[GIVEN ENTRIES — start]

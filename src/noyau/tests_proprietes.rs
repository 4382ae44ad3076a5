//! Tests de propriétés : arbres aléatoires (proptest).
//!
//! Invariants vérifiés :
//! - l’infixe relu redonne EXACTEMENT le même arbre (donc la même valeur)
//! - préfixe / postfixe : un mot par noeud
//! - évaluation déterministe
//! - dessin : lignes de même largeur, hauteur = 1 par feuille + 2 par opérateur

use proptest::prelude::*;

use super::arbre::{Node, OperatorKind};
use super::construction::build_tree;
use super::eval::evaluate;
use super::format::{to_infix, to_postfix, to_prefix};
use super::jetons::tokenize;
use super::validation::validate;
use super::visualisation::visualize;

fn op_binaire() -> impl Strategy<Value = OperatorKind> {
    prop_oneof![
        Just(OperatorKind::Add),
        Just(OperatorKind::Sub),
        Just(OperatorKind::Mul),
        Just(OperatorKind::Div),
        Just(OperatorKind::Pow),
    ]
}

fn arbre_aleatoire() -> impl Strategy<Value = Node> {
    let feuille = (0u32..200).prop_map(Node::number);
    feuille.prop_recursive(6, 48, 2, |inner| {
        prop_oneof![
            1 => inner.clone().prop_map(Node::neg),
            4 => (op_binaire(), inner.clone(), inner)
                .prop_map(|(op, g, d)| Node::binary(op, g, d)),
        ]
    })
}

fn nb_noeuds(n: &Node) -> usize {
    match n {
        Node::Number(_) => 1,
        Node::Unary { operand, .. } => 1 + nb_noeuds(operand),
        Node::Binary { left, right, .. } => 1 + nb_noeuds(left) + nb_noeuds(right),
    }
}

fn lignes_attendues(n: &Node) -> usize {
    match n {
        Node::Number(_) => 1,
        Node::Unary { operand, .. } => 2 + lignes_attendues(operand),
        Node::Binary { left, right, .. } => {
            2 + lignes_attendues(left).max(lignes_attendues(right))
        }
    }
}

/// Résultat comparable bit à bit (NaN compris).
fn bits(r: Result<f64, super::erreurs::CalcError>) -> Result<u64, super::erreurs::CalcError> {
    r.map(f64::to_bits)
}

proptest! {
    #[test]
    fn infixe_relu_meme_arbre(t in arbre_aleatoire()) {
        let infixe = to_infix(&t);
        let relu = build_tree(&tokenize(&infixe));
        prop_assert_eq!(relu, Ok(Some(t.clone())), "infixe = {}", infixe);
    }

    #[test]
    fn infixe_valide_si_racine_binaire(t in arbre_aleatoire()) {
        if matches!(t, Node::Binary { .. }) {
            let infixe = to_infix(&t);
            prop_assert!(validate(&infixe).is_ok(), "infixe rejetée : {}", infixe);
        }
    }

    #[test]
    fn un_mot_par_noeud(t in arbre_aleatoire()) {
        let n = nb_noeuds(&t);
        prop_assert_eq!(to_prefix(&t).split(' ').count(), n);
        prop_assert_eq!(to_postfix(&t).split(' ').count(), n);
    }

    #[test]
    fn evaluation_deterministe(t in arbre_aleatoire()) {
        prop_assert_eq!(bits(evaluate(&t)), bits(evaluate(&t)));
    }

    #[test]
    fn dessin_rectangulaire(t in arbre_aleatoire()) {
        let lignes = visualize(&t);
        prop_assert_eq!(lignes.len(), lignes_attendues(&t));

        let largeur = lignes[0].chars().count();
        prop_assert!(lignes.iter().all(|l| l.chars().count() == largeur));
    }
}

[GIVEN ENTRIES — finish]

■ TRY IT
Up to and including the line with "use super::validation::validate;", restate the records above word for word from the very first line.

■ RESULT FOR THIS EXERCISE
filename src/noyau/tests_proprietes.rs
repository 4382ae44ad3076a5
//! Tests de propriétés : arbres aléatoires (proptest).
//!
//! Invariants vérifiés :
//! - l’infixe relu redonne EXACTEMENT le même arbre (donc la même valeur)
//! - préfixe / postfixe : un mot par noeud
//! - évaluation déterministe
//! - dessin : lignes de même largeur, hauteur = 1 par feuille + 2 par opérateur

use proptest::prelude::*;

use super::arbre::{Node, OperatorKind};
use super::construction::build_tree;
use super::eval::evaluate;
use super::format::{to_infix, to_postfix, to_prefix};
use super::jetons::tokenize;
use super::validation::validate;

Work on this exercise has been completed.